Conclusions: Delayed operation was a significant risk factor of mortality for elderly patients who were operated on. Every day delay in time to operation in elderly patients that were operated on, increased the odds of mortality by 6.8% in elderly. Increased length of stay was a significant risk factor of mortality for all patients who were not operated on. Every day of longer stay in hospital in patients that were not operated on, increased the odds of mortality by 2.2% in adults and 2.8% in elderly.

 

Mortality in GI Adhesions with Obstruction: A 10-year Study of 115,012 Patients

Akash Thaker, MS, Medical Student, New York Medical College, Valhalla, NY

Patients admitted emergently for obstructions caused by intraabdominal adhesions have high rates of complications, including morbidity and mortality. The goal of our study was to assess risk factors associated with in-hospital mortality for patients with the primary diagnosis of intestinal or peritoneal adhesions with obstruction.

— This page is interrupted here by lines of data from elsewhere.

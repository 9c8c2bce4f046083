//! Development server with live reload, theme switching and page transitions

use anyhow::Result;
use axum::{
    body::Body,
    extract::{
        ws::{Message, WebSocket},
        State, WebSocketUpgrade,
    },
    http::{Request, StatusCode},
    response::{Html, IntoResponse, Response},
    routing::{get, post},
    Json, Router,
};
use serde::{Deserialize, Serialize};
use std::net::SocketAddr;
use std::path::{Path, PathBuf};
use std::sync::{Arc, RwLock};
use tokio::sync::broadcast;
use tokio_stream::wrappers::WatchStream;
use tokio_stream::StreamExt;
use tower_http::services::ServeDir;
use tower_http::trace::TraceLayer;

use crate::commands::generate;
use crate::routes::{Route, Site};
use crate::theme::Theme;
use crate::transition::{FsAssetProbe, Orchestrator, RouteAssets};
use crate::Folio;

/// Live reload script injected into HTML pages
const LIVE_RELOAD_SCRIPT: &str = r#"
<script>
(function() {
    var ws = new WebSocket('ws://' + location.host + '/__livereload');
    ws.onmessage = function(msg) {
        if (msg.data === 'reload') {
            location.reload();
        }
    };
    ws.onclose = function() {
        console.log('Live reload disconnected. Attempting to reconnect...');
        setTimeout(function() { location.reload(); }, 1000);
    };
})();
</script>
</body>
"#;

/// Server state
struct ServerState {
    folio: Folio,
    public_dir: PathBuf,
    /// Latest loaded content, swapped after each regeneration
    site: RwLock<Arc<Site>>,
    reload_tx: broadcast::Sender<()>,
    live_reload: bool,
}

impl ServerState {
    fn site(&self) -> Arc<Site> {
        match self.site.read() {
            Ok(site) => site.clone(),
            Err(poisoned) => poisoned.into_inner().clone(),
        }
    }

    /// Rebuild the site and tell connected pages to reload
    fn regenerate(&self) -> Result<()> {
        let site = generate::build(&self.folio, true)?;
        match self.site.write() {
            Ok(mut current) => *current = Arc::new(site),
            Err(poisoned) => *poisoned.into_inner() = Arc::new(site),
        }
        let _ = self.reload_tx.send(());
        Ok(())
    }

    /// Assets a navigation to `path` should wait for
    fn route_assets(&self, path: &str) -> RouteAssets {
        let fonts = &self.folio.config.transition.fonts;
        match Route::parse(strip_root(path, &self.folio.config.root)) {
            Some(route) => self.site().route_assets(&route, fonts),
            None => RouteAssets {
                fonts: fonts.clone(),
                images: Vec::new(),
            },
        }
    }
}

/// Message sent by the client runtime on `/__transition`
#[derive(Debug, Deserialize)]
struct NavigateRequest {
    path: String,
}

#[derive(Debug, Serialize)]
struct ThemeResponse {
    theme: Theme,
}

/// Start the development server with an already generated `site`
pub async fn start(
    folio: &Folio,
    site: Site,
    ip: &str,
    port: u16,
    watch: bool,
    open: bool,
) -> Result<()> {
    // Create broadcast channel for live reload notifications
    let (reload_tx, _) = broadcast::channel::<()>(16);

    let state = Arc::new(ServerState {
        folio: folio.clone(),
        public_dir: folio.public_dir.clone(),
        site: RwLock::new(Arc::new(site)),
        reload_tx,
        live_reload: watch,
    });

    let app = Router::new()
        .route("/__livereload", get(livereload_handler))
        .route("/__transition", get(transition_handler))
        .route("/__theme", get(theme_handler))
        .route("/__theme/toggle", post(theme_toggle_handler))
        .fallback(fallback_handler)
        .layer(TraceLayer::new_for_http())
        .with_state(state.clone());

    // Parse address - handle "localhost" specially
    let bind_ip = if ip == "localhost" { "127.0.0.1" } else { ip };
    let addr: SocketAddr = format!("{}:{}", bind_ip, port).parse()?;

    let url = format!("http://{}:{}{}", ip, port, folio.config.root);
    println!("Server running at {}", url);
    if watch {
        println!("Live reload enabled. Watching for changes...");
    }
    println!("Press Ctrl+C to stop.");

    if open {
        if let Err(e) = open_browser(&url) {
            tracing::warn!("Failed to open browser: {}", e);
        }
    }

    // Pages bake the theme's colors, so a theme change means a rebuild
    tokio::spawn(follow_theme(state.clone()));

    if watch {
        let watch_state = state.clone();
        tokio::task::spawn_blocking(move || {
            if let Err(e) = watch_and_reload(watch_state) {
                tracing::error!("File watcher error: {}", e);
            }
        });
    }

    let listener = tokio::net::TcpListener::bind(addr).await?;
    axum::serve(listener, app).await?;

    Ok(())
}

/// Regenerate whenever the theme provider changes
async fn follow_theme(state: Arc<ServerState>) {
    let mut changes = WatchStream::from_changes(state.folio.theme.subscribe());
    while let Some(theme) = changes.next().await {
        tracing::info!("Theme changed to {}, regenerating", theme);
        let state = state.clone();
        let result = tokio::task::spawn_blocking(move || state.regenerate()).await;
        match result {
            Ok(Ok(())) => {}
            Ok(Err(e)) => tracing::error!("Generation failed: {:#}", e),
            Err(e) => tracing::error!("Generation task failed: {}", e),
        }
    }
}

/// Regenerate and reload on source or config changes. Blocks the calling thread.
fn watch_and_reload(state: Arc<ServerState>) -> Result<()> {
    generate::watch_changes(&state.folio, || state.regenerate())
}

/// WebSocket handler for live reload
async fn livereload_handler(
    ws: WebSocketUpgrade,
    State(state): State<Arc<ServerState>>,
) -> impl IntoResponse {
    let reload_rx = state.reload_tx.subscribe();
    ws.on_upgrade(move |socket| handle_livereload_socket(socket, reload_rx))
}

/// Handle WebSocket connection for live reload
async fn handle_livereload_socket(mut socket: WebSocket, mut reload_rx: broadcast::Receiver<()>) {
    tracing::debug!("Live reload client connected");

    loop {
        tokio::select! {
            result = reload_rx.recv() => {
                match result {
                    Ok(_) => {
                        if socket.send(Message::Text("reload".to_string())).await.is_err() {
                            break;
                        }
                    }
                    Err(broadcast::error::RecvError::Closed) => break,
                    Err(broadcast::error::RecvError::Lagged(_)) => continue,
                }
            }
            msg = socket.recv() => {
                match msg {
                    Some(Ok(Message::Ping(data))) => {
                        if socket.send(Message::Pong(data)).await.is_err() {
                            break;
                        }
                    }
                    Some(Ok(Message::Close(_))) | None => break,
                    _ => {}
                }
            }
        }
    }

    tracing::debug!("Live reload client disconnected");
}

/// WebSocket handler driving page transitions
async fn transition_handler(
    ws: WebSocketUpgrade,
    State(state): State<Arc<ServerState>>,
) -> impl IntoResponse {
    ws.on_upgrade(move |socket| handle_transition_socket(socket, state))
}

/// One orchestrator per connection; each text message is a navigation
async fn handle_transition_socket(mut socket: WebSocket, state: Arc<ServerState>) {
    let probe = Arc::new(FsAssetProbe::new(&state.public_dir));
    let mut orchestrator = Orchestrator::new(state.folio.config.transition.clone(), probe);
    let mut status_rx = orchestrator.subscribe();
    tracing::debug!("Transition client connected");

    loop {
        tokio::select! {
            changed = status_rx.changed() => {
                if changed.is_err() {
                    break;
                }
                let status = status_rx.borrow_and_update().clone();
                let json = match serde_json::to_string(&status) {
                    Ok(json) => json,
                    Err(e) => {
                        tracing::warn!("Failed to encode transition status: {}", e);
                        continue;
                    }
                };
                if socket.send(Message::Text(json)).await.is_err() {
                    break;
                }
            }
            msg = socket.recv() => {
                match msg {
                    Some(Ok(Message::Text(text))) => {
                        match serde_json::from_str::<NavigateRequest>(&text) {
                            Ok(request) => {
                                let assets = state.route_assets(&request.path);
                                orchestrator.navigate(&request.path, assets);
                            }
                            Err(e) => tracing::warn!("Ignoring bad transition message: {}", e),
                        }
                    }
                    Some(Ok(Message::Ping(data))) => {
                        if socket.send(Message::Pong(data)).await.is_err() {
                            break;
                        }
                    }
                    Some(Ok(Message::Close(_))) | Some(Err(_)) | None => break,
                    _ => {}
                }
            }
        }
    }

    tracing::debug!("Transition client disconnected");
}

async fn theme_handler(State(state): State<Arc<ServerState>>) -> Json<ThemeResponse> {
    Json(ThemeResponse {
        theme: state.folio.theme.current(),
    })
}

/// Flip the theme; the rebuild happens in `follow_theme`
async fn theme_toggle_handler(State(state): State<Arc<ServerState>>) -> Json<ThemeResponse> {
    Json(ThemeResponse {
        theme: state.folio.theme.toggle(),
    })
}

/// Fallback handler that serves files and injects live reload script
async fn fallback_handler(
    State(state): State<Arc<ServerState>>,
    request: Request<Body>,
) -> Response {
    let path = strip_root(request.uri().path(), &state.folio.config.root).to_string();

    let Some(file_path) = resolve_file(&state.public_dir, &path) else {
        return not_found(&state, &path).await;
    };

    let is_html = file_path
        .extension()
        .map(|ext| ext == "html" || ext == "htm")
        .unwrap_or(false);

    if is_html {
        match tokio::fs::read_to_string(&file_path).await {
            Ok(content) => Html(decorate(&state, &content)).into_response(),
            Err(_) => not_found(&state, &path).await,
        }
    } else {
        // Serve static file using tower-http
        let mut service = ServeDir::new(&state.public_dir).append_index_html_on_directories(true);
        match service.try_call(request).await {
            Ok(response) => response.into_response(),
            Err(_) => (StatusCode::INTERNAL_SERVER_ERROR, "Server error").into_response(),
        }
    }
}

/// The listing's not-found page with a 404 status
async fn not_found(state: &ServerState, path: &str) -> Response {
    let page = not_found_file(&state.public_dir, path);
    match tokio::fs::read_to_string(&page).await {
        Ok(content) => (StatusCode::NOT_FOUND, Html(decorate(state, &content))).into_response(),
        Err(_) => (StatusCode::NOT_FOUND, "Not found").into_response(),
    }
}

fn decorate(state: &ServerState, html: &str) -> String {
    if state.live_reload {
        inject_live_reload(html)
    } else {
        html.to_string()
    }
}

/// Drop the configured site root from a request path
fn strip_root<'a>(path: &'a str, root: &str) -> &'a str {
    let root = root.trim_end_matches('/');
    if root.is_empty() {
        return path;
    }
    match path.strip_prefix(root) {
        Some(rest) if rest.is_empty() => "/",
        Some(rest) if rest.starts_with('/') => rest,
        _ => path,
    }
}

/// Existing file under `public_dir` for a request path
fn resolve_file(public_dir: &Path, path: &str) -> Option<PathBuf> {
    let clean_path = path.trim_start_matches('/');
    if clean_path.split('/').any(|segment| segment == "..") {
        return None;
    }

    let candidate = public_dir.join(clean_path);
    if candidate.is_dir() {
        let index = candidate.join("index.html");
        return index.is_file().then_some(index);
    }
    if candidate.is_file() {
        return Some(candidate);
    }

    let with_html = public_dir.join(format!("{}.html", clean_path.trim_end_matches('/')));
    with_html.is_file().then_some(with_html)
}

/// The not-found page for a missing path: the listing's own page for
/// unknown detail routes, the site-wide one otherwise
fn not_found_file(public_dir: &Path, path: &str) -> PathBuf {
    Route::parse(path)
        .and_then(|route| route.listing())
        .map(|listing| public_dir.join(listing.dir()).join("404.html"))
        .filter(|page| page.is_file())
        .unwrap_or_else(|| public_dir.join("404.html"))
}

/// Inject live reload script into HTML content
fn inject_live_reload(html: &str) -> String {
    if html.contains("</body>") {
        html.replace("</body>", LIVE_RELOAD_SCRIPT)
    } else {
        format!("{}{}", html, LIVE_RELOAD_SCRIPT)
    }
}

/// Open a URL in the default browser
fn open_browser(url: &str) -> Result<()> {
    #[cfg(target_os = "macos")]
    {
        std::process::Command::new("open").arg(url).spawn()?;
    }

    #[cfg(target_os = "linux")]
    {
        std::process::Command::new("xdg-open").arg(url).spawn()?;
    }

    #[cfg(target_os = "windows")]
    {
        std::process::Command::new("cmd")
            .args(["/c", "start", url])
            .spawn()?;
    }

    Ok(())
}

#[cfg(test)]
mod tests {
    use super::*;
    use std::fs;

    #[test]
    fn test_strip_root() {
        assert_eq!(strip_root("/blog/", "/"), "/blog/");
        assert_eq!(strip_root("/site/blog/", "/site/"), "/blog/");
        assert_eq!(strip_root("/site", "/site/"), "/");
        assert_eq!(strip_root("/sitemap.xml", "/site/"), "/sitemap.xml");
    }

    #[test]
    fn test_resolve_file() {
        let dir = tempfile::tempdir().unwrap();
        let public = dir.path();
        fs::create_dir_all(public.join("blog/hello")).unwrap();
        fs::write(public.join("blog/hello/index.html"), "post").unwrap();
        fs::write(public.join("404.html"), "missing").unwrap();

        assert_eq!(
            resolve_file(public, "/blog/hello/"),
            Some(public.join("blog/hello/index.html"))
        );
        assert_eq!(resolve_file(public, "/404"), Some(public.join("404.html")));
        assert_eq!(resolve_file(public, "/blog/"), None);
        assert_eq!(resolve_file(public, "/../secret"), None);
    }

    #[test]
    fn test_not_found_file_prefers_listing() {
        let dir = tempfile::tempdir().unwrap();
        let public = dir.path();
        fs::create_dir_all(public.join("projects")).unwrap();
        fs::write(public.join("projects/404.html"), "projects").unwrap();
        fs::write(public.join("404.html"), "site").unwrap();

        assert_eq!(
            not_found_file(public, "/projects/does-not-exist/"),
            public.join("projects/404.html")
        );
        // Listing page exists only for projects here
        assert_eq!(
            not_found_file(public, "/journal/does-not-exist/"),
            public.join("404.html")
        );
        assert_eq!(not_found_file(public, "/nowhere/at/all"), public.join("404.html"));
    }

    #[test]
    fn test_inject_live_reload() {
        let html = inject_live_reload("<html><body><p>hi</p></body></html>");
        assert!(html.contains("/__livereload"));
        assert!(html.ends_with("</body>\n</html>"));
        assert_eq!(html.matches("</body>").count(), 1);
    }

    #[test]
    fn test_navigate_request() {
        let request: NavigateRequest = serde_json::from_str(r#"{"path":"/blog/"}"#).unwrap();
        assert_eq!(request.path, "/blog/");
    }
}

Emergently admitted patients with the primary diagnosis of intestinal or peritoneal adhesions with obstruction were analyzed using the National Inpatient Sample database, 2005-2014. Demographics, clinical data, and outcome were gathered for the current retrospective cohort study. The relationship between mortality and the predictors was assessed using stratified analysis and backward elimination multivariable logistic regression model. Odds ratios (ORs) and the corresponding 95% confidence intervals (95% CIs) were used to present the findings of regression models.

A total number of 54,386 adult and 60,626 elderly patients (age 65+ years) were included. 60.8% of adult and 62.9% of elderly patients were female. Mean (SD) age was 55 (8) years for deceased and 49.5 (11) years for surviving patients in the adults, and 81.7 (7.6) years for deceased and 77.3 (7.6) years for surviving patients in the elderly sample. Mean (SD) hospital length of stay (HLOS) was 16.7 (18.5) days for deceased and 7.8 (8.1) days for surviving patients in the adults, and 13.7 (13.5) days for deceased and 9.2 (8) days for surviving patients in the elderly sample. Mean (SD) time to operation was 3.7 (4.9) days for deceased and 2.2 (3) days for surviving patients in the adults, and 3.4 (3.8) days for deceased and 2.7 (3) days for surviving patients in the elderly sample. In regression model of adult patients with operation, time to operation (OR=1.07, 95% CI: 1.05-1.09, p<0.001), invasive diagnostic procedure (OR=1.58, 95% CI: 1.17-2.13, p<0.001), and age (OR=1.06, 95% CI 1.05-1.08, p<0.001) were the main risk factors for mortality. Female sex was associated with reduced mortality (OR=0.706, 95% CI 0.64-0.77, p<0.012). In the final multivariable regression model for adult patients with no operation, age (OR=1.09, 95% CI: 1.04-1.15, p<0.001), and HLOS (OR=1.09 95% CI: 1.06-1.12, p<0.001) were the main risk factors for mortality. In the final multivariable regression model for elderly patients with operation, time to operation (OR=1.059, 95% CI 1.046-1.071, p<0.001), and age (OR= 1.077, 95% CI: 1.070-1.084, p<0.001) were the main risk factors for mortality. Female sex was associated with reduced odds of mortality (OR=0.706, 95% CI: 0.643-0.776, p<0.001). In the final multivariable regression the final multivariable model for elderly patients with no operation, HLOS (OR=1.05, 95% CI: 1.03-1.07, p<0.001), and age (OR=1.10, 95% CI: 1.09-1.12, p<0.001) were the main risk factors for mortality. Female sex was associated with reduced odds of mortality (OR=0.70, 95% CI 0.56-0.87, p=0.001).

Delayed operation, extended hospital length of stay, invasive diagnostic procedure, age, and male sex are significant risk factors for in-hospital mortality in emergently admitted patients with intestinal or peritoneal adhesions with obstruction.